Galactomyces

Scientific classification
- Kingdom: Fungi
- Division: Ascomycota
- Class: Dipodascomycetes
- Order: Dipodascales
- Family: Dipodascaceae
- Genus: Galactomyces Redhead & Malloch
- Type species: Galactomyces geotrichum (E.E. Butler & L.J. Petersen) Redhead & Malloch
- Species: See article

= Galactomyces =

Genus of fungi

Galactomyces is a former genus of fungi in the family Dipodascaceae. It consisted of several species names for teleomorph states of species now mostly placed in the genus Geotrichum

==Taxonomy==
The genus contained the species Galactomyces candidus, Galactomyces geotrichum, Galactomyces pseudocandidus, Galactomyces reessii and G. citri-aurantii, all now placed in Geotrichum, while the genus name itself is now considered a synonym to Dipodascus. As of 2026 Galactomyces britannicus has not yet been reassinged to an accepted genus.

==Applications==
Galactomyces Ferment Filtrate is a nutrient dense yeast and a byproduct of fermented sake. In cosmetics, it is used as a moisturizing agent and has antioxidant effects. It improves the skin's moisture barrier, helping to protect the skin from environmental stress.

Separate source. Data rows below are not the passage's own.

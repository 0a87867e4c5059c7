//! 组合命令工具：`cmd1 && cmd2 && ...`
//!
//! 逐条执行：cd 由沙箱处理并更新逻辑目录；其余命令先经 SafetyPolicy 分类，
//! 危险命令拒绝，路径参数越出沙箱的拒绝，未知命令需要人工确认。
//! 超时只套在命令执行上。首条失败或被拒即停止，返回已执行部分的日志。

use std::path::Path;

use async_trait::async_trait;
use serde_json::Value;
use tokio::time::timeout;

use crate::core::AgentError;
use crate::tools::{
    shell_argv, CommandRecord, SafetyVerdict, Tool, ToolContext, ToolOutcome, ToolResult, ToolSafety,
    ToolStatus,
};

const TOOL_NAME: &str = "run_commands";

pub struct RunCommandsTool;

impl RunCommandsTool {
    /// args 可以是字符串，也可以是 {"command": "..."} / {"commands": "..."}
    fn command_string(args: &Value) -> String {
        match args {
            Value::String(s) => s.clone(),
            Value::Object(map) => map
                .get("command")
                .or_else(|| map.get("commands"))
                .and_then(|v| v.as_str())
                .unwrap_or("")
                .to_string(),
            _ => String::new(),
        }
    }

    async fn run_one(command: &str, ctx: &mut ToolContext<'_>) -> CommandRecord {
        if command == "cd" || command.starts_with("cd ") {
            let target = command.strip_prefix("cd").unwrap_or("").trim();
            return match ctx.sandbox.change_dir(&ctx.cwd, target) {
                Ok(dir) => {
                    ctx.cwd = dir;
                    record(command, &ctx.cwd, ToolStatus::Executed, SafetyVerdict::Allowed, "", "", Some(0))
                }
                Err(AgentError::ToolRejected(msg)) => {
                    tracing::warn!(command = %command, "cd outside sandbox");
                    record(command, &ctx.cwd, ToolStatus::Rejected, SafetyVerdict::Rejected, "", &msg, None)
                }
                Err(e) => record(command, &ctx.cwd, ToolStatus::Error, SafetyVerdict::Allowed, "", &e.to_string(), None),
            };
        }

        let classification = ctx.policy.classify(command);
        let verdict = classification.verdict;
        if verdict == SafetyVerdict::Rejected {
            let reason = format!(
                "Forbidden pattern: {}",
                classification.matched.unwrap_or_default()
            );
            tracing::warn!(command = %command, reason = %reason, "command rejected");
            return record(command, &ctx.cwd, ToolStatus::Rejected, verdict, "", &reason, None);
        }

        if let Err(e) = ctx.sandbox.check_command_paths(&ctx.cwd, command) {
            let reason = match e {
                AgentError::ToolRejected(msg) => msg,
                other => other.to_string(),
            };
            tracing::warn!(command = %command, reason = %reason, "path argument outside sandbox");
            return record(command, &ctx.cwd, ToolStatus::Rejected, SafetyVerdict::Rejected, "", &reason, None);
        }

        if verdict == SafetyVerdict::NeedsConfirmation && !ctx.confirmer.confirm(command, &ctx.cwd).await {
            return record(
                command,
                &ctx.cwd,
                ToolStatus::Rejected,
                verdict,
                "",
                "This command was rejected by the user",
                None,
            );
        }

        tracing::info!(command = %command, cwd = %ctx.cwd.display(), "run command");
        match timeout(ctx.timeout, ctx.runner.run(&shell_argv(command), &ctx.cwd)).await {
            Ok(Ok(out)) if out.exit_code == 0 => record(
                command,
                &ctx.cwd,
                ToolStatus::Executed,
                verdict,
                &out.stdout,
                &out.stderr,
                Some(0),
            ),
            Ok(Ok(out)) => record(
                command,
                &ctx.cwd,
                ToolStatus::Error,
                verdict,
                &out.stdout,
                &out.stderr,
                Some(out.exit_code),
            ),
            Ok(Err(e)) => record(command, &ctx.cwd, ToolStatus::Error, verdict, "", &e, None),
            Err(_) => {
                let err = AgentError::ToolTimeout(TOOL_NAME.to_string());
                tracing::warn!(command = %command, timeout_secs = ctx.timeout.as_secs(), "command timed out");
                record(command, &ctx.cwd, ToolStatus::Error, verdict, "", &err.to_string(), None)
            }
        }
    }
}

fn record(
    command: &str,
    cwd: &Path,
    status: ToolStatus,
    verdict: SafetyVerdict,
    stdout: &str,
    stderr: &str,
    exit_code: Option<i32>,
) -> CommandRecord {
    CommandRecord {
        command: command.to_string(),
        cwd: cwd.to_path_buf(),
        status,
        verdict,
        stdout: stdout.to_string(),
        stderr: stderr.to_string(),
        exit_code,
    }
}

/// 目录内容（隐藏文件也列出），供日志中的 Contents 行
async fn list_dir(dir: &Path) -> String {
    let mut names = Vec::new();
    if let Ok(mut entries) = tokio::fs::read_dir(dir).await {
        while let Ok(Some(e)) = entries.next_entry().await {
            let mut name = e.file_name().to_string_lossy().to_string();
            if e.file_type().await.map(|t| t.is_dir()).unwrap_or(false) {
                name.push('/');
            }
            names.push(name);
        }
    }
    names.sort();
    names.join(" ")
}

fn aggregate_verdict(records: &[CommandRecord]) -> SafetyVerdict {
    if records.iter().any(|r| r.verdict == SafetyVerdict::Rejected) {
        SafetyVerdict::Rejected
    } else if records.iter().any(|r| r.verdict == SafetyVerdict::NeedsConfirmation) {
        SafetyVerdict::NeedsConfirmation
    } else {
        SafetyVerdict::Allowed
    }
}

#[async_trait]
impl Tool for RunCommandsTool {
    fn name(&self) -> &str {
        TOOL_NAME
    }

    fn description(&self) -> &str {
        "Run one or more shell commands inside the sandbox, separated by &&. \
         Args: \"cmd1 && cmd2\" or {\"command\": \"...\"}. cd is tracked across calls."
    }

    fn safety(&self) -> ToolSafety {
        ToolSafety::Guarded
    }

    fn parameters_schema(&self) -> Value {
        serde_json::json!({
            "type": "object",
            "properties": {
                "command": {
                    "type": "string",
                    "description": "Commands separated by &&"
                }
            },
            "required": ["command"]
        })
    }

    async fn execute(&self, args: Value, ctx: &mut ToolContext<'_>) -> ToolOutcome {
        let raw = Self::command_string(&args);
        let commands: Vec<&str> = raw
            .split("&&")
            .map(str::trim)
            .filter(|c| !c.is_empty())
            .collect();
        if commands.is_empty() {
            return ToolOutcome::Completed(ToolResult::error("Empty command"));
        }

        let total = commands.len();
        let mut records = Vec::with_capacity(total);
        let mut log = Vec::with_capacity(total);
        for cmd in commands {
            let rec = Self::run_one(cmd, ctx).await;
            match rec.status {
                ToolStatus::Executed => {
                    let contents = list_dir(&ctx.cwd).await;
                    log.push(format!(
                        "Cmd: {}\nDir: {}\nOutput: {}\nContents: {}",
                        rec.command,
                        rec.cwd.display(),
                        rec.stdout,
                        contents
                    ));
                }
                ToolStatus::Rejected => log.push(format!(
                    "Cmd: {} -- REJECTED: {}\nDir: {}",
                    rec.command,
                    rec.stderr,
                    rec.cwd.display()
                )),
                _ => log.push(format!("Cmd: {} -> {}", rec.command, rec.stderr)),
            }
            let halted = rec.status != ToolStatus::Executed;
            records.push(rec);
            if halted {
                break;
            }
        }

        let ran = records.len();
        if ran < total || records.last().is_some_and(|r| r.status != ToolStatus::Executed) {
            log.push(format!(
                "Halted at command {}/{}; {} not run",
                ran,
                total,
                total - ran
            ));
        }

        let last = records.last();
        let status = last.map(|r| r.status).unwrap_or(ToolStatus::Error);
        let result = ToolResult {
            status,
            stdout: log.join("\n\n"),
            stderr: last
                .filter(|r| r.status != ToolStatus::Executed)
                .map(|r| r.stderr.clone())
                .unwrap_or_default(),
            exit_code: last.and_then(|r| r.exit_code),
            verdict: aggregate_verdict(&records),
            commands: records,
        };
        ToolOutcome::Completed(result)
    }
}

In a study submitted to the Asian Journal of Beauty and Cosmetology, researchers evaluated the effects of essence-formed cosmetic ingredients containing the galactomyces ferment filtrate on human skin improvements in keratinization, pores, sebum excretion, brightness, and acne. For analyzing the effects, twenty volunteers participated and each results was determined by using the essence containing 97% of galactomyces ferment filtrate on their faces in three times. The results showed that the number of the enlarged pores and blackheads on the volunteer's faces were significantly reduced more than 15.66 and 21.84% respectively by using the essence, as compared to the number of enlarged and clogged pores on the untreated control faces. Also, the amount of sebum and keratin in faces were meaningfully reduced by 64.17% and 16.47%, respectively. They further demonstrated that the levels of skin brightness were improved after treatment of the reagent by 2.49%. Moreover, the number of comedones were decreased 9.59%. Survey analysis showed that the volunteers had high personal satisfaction levels after using the reagents. Collectively, the results indicated that the galactomyces containing essence-formed cosmetics have an improved effect on facial skin.